Other money crops brought in by trucks were introduced and made possible by the good rail facilities. A.J. McKinnon encouraged farmers to produce less cotton and more food to force cotton prices up. McKinnon himself introduced the first cantaloupes to market in 1898. Watermelons and strawberries also were shipped from Maxton in large carloads in the early 1900s. T.B. Pace and John Leach were among these early fruit farmers.[19] The Sash and Door factory began producing between 50 to 70,000 melon crates per year to package these new crops.[20]

By 1905, a stylish frame Union Passenger Depot was built west of Patterson Street in front of Maxton Supply Company and was situated between the two recently consolidated railroad lines. Two warehouses and a large cotton platform stood between the two tracks on the east side of Patterson Street in 1905. Except for the cotton platform, the two warehouses on the east side of Patterson Street remained until sometime after 1925. In 1913, the brick Maxton Union Station (127 W. Central Street) was constructed on the south side of the SAL tracks, replacing the earlier frame depot, which sat to its east. Circa 1915, the Seaboard Air Line Railway Freight Warehouse (119 East Central Street) with wraparound platform was constructed on the east side of Patterson Street and the south side of the SAL railroad tracks.
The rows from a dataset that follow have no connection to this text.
//! Tablecraft Core: configuration model, records, errors, and source traits.
//!
//! This crate provides the foundational types shared by every Tablecraft
//! crate. It has no internal Tablecraft dependencies.
//!
//! # Modules
//!
//! - [`error`]: Error types and Result alias
//! - [`model`]: Table, form, list, and validation configuration
//! - [`messages`]: Localized message catalogs
//! - [`record`]: Row access helpers and record keys
//! - [`traits`]: Record, config, and settings sources
//! - [`util`]: Name helpers

pub mod error;
pub mod messages;
pub mod model;
pub mod record;
pub mod traits;
pub mod util;

mod proptests;

// Re-export key types at crate root for convenience
pub use error::{Error, Result};
pub use messages::MessageCatalog;
pub use model::{
    FieldType, FormField, ListColumn, LocalizedText, PrimaryKey, TableConfig, TableDefinition,
    ValidationConfig,
};
pub use record::{Record, RecordKey};
pub use traits::{ConfigManager, ConfigSource, RecordSource};
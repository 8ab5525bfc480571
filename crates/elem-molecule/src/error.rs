//! Molecule validation errors.

use elem_core::ElemError;
use elem_data::{DataError, UnitError};
use thiserror::Error;

pub type MoleculeResult<T> = Result<T, MoleculeError>;

#[derive(Error, Debug, Clone, PartialEq)]
pub enum MoleculeError {
    #[error("Molecule has no atoms")]
    Empty,

    #[error("Length mismatch for {what}: expected {expected}, got {got}")]
    LengthMismatch {
        what: &'static str,
        expected: usize,
        got: usize,
    },

    #[error("Flat geometry has {len} values, not a multiple of 3")]
    RaggedGeometry { len: usize },

    #[error("Invalid mass {mass} for atom {index}")]
    InvalidMass { index: usize, mass: f64 },

    #[error("Atoms {i} and {j} are only {distance} bohr apart")]
    CoincidentAtoms { i: usize, j: usize, distance: f64 },

    #[error("Bond ({i}, {j}) references an atom outside 0..{natoms}")]
    BondOutOfRange { i: usize, j: usize, natoms: usize },

    #[error("Bond ({i}, {i}) connects an atom to itself")]
    SelfBond { i: usize },

    #[error("Bond ({i}, {j}) listed more than once")]
    DuplicateBond { i: usize, j: usize },

    #[error("Bond order {order} for ({i}, {j}) outside 0..=5")]
    InvalidBondOrder { i: usize, j: usize, order: f64 },

    #[error("Molecular charge {charge} leaves {nelectrons} electrons")]
    NegativeElectrons { charge: f64, nelectrons: f64 },

    #[error("Multiplicity must be at least 1")]
    ZeroMultiplicity,

    #[error("Multiplicity {multiplicity} inconsistent with {nelectrons} electrons")]
    InconsistentMultiplicity { multiplicity: u32, nelectrons: f64 },

    #[error(transparent)]
    Core(#[from] ElemError),

    #[error(transparent)]
    Data(#[from] DataError),
}

impl From<UnitError> for MoleculeError {
    fn from(err: UnitError) -> Self {
        MoleculeError::Data(DataError::Unit(err))
    }
}

impl From<MoleculeError> for ElemError {
    fn from(err: MoleculeError) -> Self {
        match err {
            MoleculeError::Core(e) => e,
            other => ElemError::Data {
                message: other.to_string(),
            },
        }
    }
}
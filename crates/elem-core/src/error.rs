use thiserror::Error;

pub type ElemResult<T> = Result<T, ElemError>;

#[derive(Error, Debug, Clone, PartialEq)]
pub enum ElemError {
    #[error("Non-finite numeric value for {what}: {value}")]
    NonFinite { what: &'static str, value: f64 },

    #[error("Invalid argument: {what}")]
    InvalidArg { what: &'static str },

    #[error("Index out of bounds: {what} (index={index}, len={len})")]
    IndexOob {
        what: &'static str,
        index: usize,
        len: usize,
    },

    /// Reference-data failure raised by a downstream crate, carried as text.
    #[error("Reference data error: {message}")]
    Data { message: String },
}

#[cfg(test)]
mod tests {
    use super::*;

    #[test]
    fn index_error_names_bounds() {
        let err = ElemError::IndexOob {
            what: "atom",
            index: 7,
            len: 3,
        };
        let msg = err.to_string();
        assert!(msg.contains("index=7"));
        assert!(msg.contains("len=3"));
    }

    #[test]
    fn data_error_keeps_message() {
        let err = ElemError::Data {
            message: "covalent radius unavailable for Bk".into(),
        };
        assert!(err.to_string().contains("Bk"));
    }
}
The town of Maxton evolved from a market into a town with modern amenities at the turn of the century. In 1898, A.J. McKinnon, Gilbert Patterson, and J.W. Carter formed a telephone exchange company which operated out of the second floor of the Currie & Patterson Company building at 120 N. Patterson Street. Maxton organized its first bank, the Bank of Maxton, in 1900. Prominent businessmen built large homes close to the center of town. A.J. McKinnon who found his fortune in cotton and truck farming built his two-story Neoclassical Revival house at 301 North Florence Street circa 1905. Successful lumberman R.L. McLeod built an even grander two-story Neoclassical Revival house across the street at 143 W. Graham Street just three years later. In 1906, the Presbyterian and Methodist Episcopal congregations both built impressive churches in town. In 1908, bonds were sold for the installation of a water and sewer system, and the Bank of Robeson was organized in 1909. J. Archie Patterson erected the Patterson Building (201 McCaskill Avenue) as the office for the Bank of Robeson in 1911. Soon after, the clock tower was added at a cost of $1,500, paid for by private subscriptions.[21]

By 1911, the 100 block of N. Patterson Street, the business center, was lined with handsome pressed brick front stores. Much of this block consisted of general merchandise, dry goods, grocery stores, and barber shops. By the 1920s, commercial development expanded up Main Street (present McCaskill Avenue). North of the intersection of Graham and McCaskill Avenues, residential development began.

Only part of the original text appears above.